We went to church not because our parents took us, but because neighbors did (one neighbor paid to send us to kindergarden at their Church), and the SB church bus came down our street every Sunday to take any kids who wanted to go...They even gave prizes if you brought a guest..that was in the 1960's..They gave me my first Bible, KJV that I still have today..it's probably the only one I own that I haven't written in.

in 1970 we moved to Santa Clara, California, and there were no SB Church buses that came around so we didn't go, I don't even remember seeing any churches in that first area that we lived. My parents we're into spouse swapping, drinking, drugs...anything unGodly...they did it..one couple they were friends with were Mormon's (they are the only couple they associated with at the time that are still together today), another wife left her husband for another woman..the rest eventually divorced...including my parents..

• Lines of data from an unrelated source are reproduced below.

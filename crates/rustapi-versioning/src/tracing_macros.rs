//! Conditional tracing macros
//!
//! These macros wrap tracing calls so the crate compiles to no-ops without the
//! `tracing` feature.

/// Log at error level, only when tracing feature is enabled
#[cfg(feature = "tracing")]
macro_rules! trace_error {
    ($($arg:tt)*) => {
        tracing::error!($($arg)*)
    };
}

/// Log at error level, no-op when tracing feature is disabled
#[cfg(not(feature = "tracing"))]
macro_rules! trace_error {
    ($($arg:tt)*) => {};
}

/// Log at info level, only when tracing feature is enabled
#[cfg(feature = "tracing")]
macro_rules! trace_info {
    ($($arg:tt)*) => {
        tracing::info!($($arg)*)
    };
}

/// Log at info level, no-op when tracing feature is disabled
#[cfg(not(feature = "tracing"))]
macro_rules! trace_info {
    ($($arg:tt)*) => {};
}

/// Log at debug level, only when tracing feature is enabled
#[cfg(feature = "tracing")]
macro_rules! trace_debug {
    ($($arg:tt)*) => {
        tracing::debug!($($arg)*)
    };
}

/// Log at debug level, no-op when tracing feature is disabled
#[cfg(not(feature = "tracing"))]
macro_rules! trace_debug {
    ($($arg:tt)*) => {};
}

pub(crate) use trace_debug;
pub(crate) use trace_error;
pub(crate) use trace_info;
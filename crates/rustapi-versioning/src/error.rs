//! Error types for API version resolution and dispatch

use crate::version::ApiVersion;
use http::StatusCode;
use thiserror::Error;

/// Result type alias for versioning operations
pub type Result<T, E = VersioningError> = std::result::Result<T, E>;

/// Typed outcome of a failed version resolution or action selection.
///
/// Every variant maps to exactly one HTTP status through [`status`](Self::status);
/// the translation into a response happens once, in
/// [`ErrorReporter`](crate::ErrorReporter).
#[derive(Debug, Clone, PartialEq, Eq, Error)]
pub enum VersioningError {
    /// The resource exists, but the request did not say which version it wants
    #[error("An API version is required, but was not specified for '{path}'")]
    UnspecifiedVersion {
        /// Request path
        path: String,
    },

    /// The request carried two or more distinct versions
    #[error("The request contained multiple API versions: {}", .tokens.join(", "))]
    AmbiguousVersion {
        /// Conflicting raw tokens, first-seen order
        tokens: Vec<String>,
    },

    /// No token in the request parsed as a version
    #[error("The API version '{token}' is not valid")]
    InvalidVersionFormat {
        /// The offending raw token
        token: String,
    },

    /// The resource exists, but only for other versions
    #[error("The resource '{path}' does not support the API version '{version}'")]
    UnsupportedVersion {
        /// Requested version
        version: ApiVersion,
        /// Request path
        path: String,
    },

    /// A route accepted the version, but no action serves it
    #[error("No action for '{path}' serves the API version '{version}'")]
    UnmatchedVersion {
        /// Requested (or assumed) version
        version: ApiVersion,
        /// Request path
        path: String,
    },

    /// Two or more actions are equally eligible
    #[error("Request matched multiple actions resulting in ambiguity: {}", .actions.join(", "))]
    AmbiguousAction {
        /// Candidate action names, sorted
        actions: Vec<String>,
    },

    /// No route matches the request path at all
    #[error("No route matches '{path}'")]
    RouteNotFound {
        /// Request path
        path: String,
    },
}

impl VersioningError {
    /// HTTP status code for this outcome
    pub fn status(&self) -> StatusCode {
        match self {
            Self::UnspecifiedVersion { .. }
            | Self::AmbiguousVersion { .. }
            | Self::InvalidVersionFormat { .. }
            | Self::UnsupportedVersion { .. } => StatusCode::BAD_REQUEST,
            Self::UnmatchedVersion { .. } | Self::RouteNotFound { .. } => StatusCode::NOT_FOUND,
            Self::AmbiguousAction { .. } => StatusCode::INTERNAL_SERVER_ERROR,
        }
    }

    /// Error type identifier used in the JSON body
    pub fn error_type(&self) -> &'static str {
        match self {
            Self::UnspecifiedVersion { .. } => "api_version_unspecified",
            Self::AmbiguousVersion { .. } => "ambiguous_api_version",
            Self::InvalidVersionFormat { .. } => "invalid_api_version",
            Self::UnsupportedVersion { .. } => "unsupported_api_version",
            Self::UnmatchedVersion { .. } => "unmatched_api_version",
            Self::AmbiguousAction { .. } => "ambiguous_action",
            Self::RouteNotFound { .. } => "not_found",
        }
    }

    /// Whether the outcome is the client's fault
    pub fn is_client_error(&self) -> bool {
        self.status().is_client_error()
    }
}

/// Error returned while building a route table
#[derive(Debug, Clone, PartialEq, Eq, Error)]
pub enum RouteTableError {
    /// Two routes were registered under the same name
    #[error("a route named '{0}' is already registered")]
    DuplicateRoute(String),

    /// A route prefix template could not be parsed
    #[error("invalid route prefix '{prefix}': {reason}")]
    InvalidPrefix {
        /// The prefix template
        prefix: String,
        /// What is wrong with it
        reason: String,
    },

    /// A resource template was rejected by the path router
    #[error("invalid resource template '{template}': {reason}")]
    InvalidTemplate {
        /// The resource template
        template: String,
        /// Details from the underlying router
        reason: String,
    },
}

We moved to San Jose about 1973 and had a church on the corner of our street (the only time we went was when my mom's parents came to visit which was twice in the four years we lived there). And I had MANY friends who went to church, but only two of them invited me to go...one of my younger brothers friends invited us to go with them to an Assy of God...that one scared me..and I didn't go back..and then one of the families who lived up the street..whose daughters were younger than us invited us to go a couple times..but not a regular basis..

One of my bestfriend's dad was a preacher and he never spoke to me about the Gospel or invited us to church..they moved to Southern California, he eventually left the ministry and his family...One of my other friends was RCC, and had gone to an RCC school until she was kicked out for doing drugs at school..another friend went to another church, not even sure which one, as she didn't "talk" about it...

One of our neighbors had a backyard bible club at her house, and invited some of the neighborhood kids, me included..I loved it..I was probably in 4th grade at the time..I still remember some of the song's we sang during that week, and it's how I learned the books of the Bible..even now when I'm at church and the pastor says to turn to whatever book, that little song plays in my head..I believed in Him, even though I didn't understand anything about Him or sin..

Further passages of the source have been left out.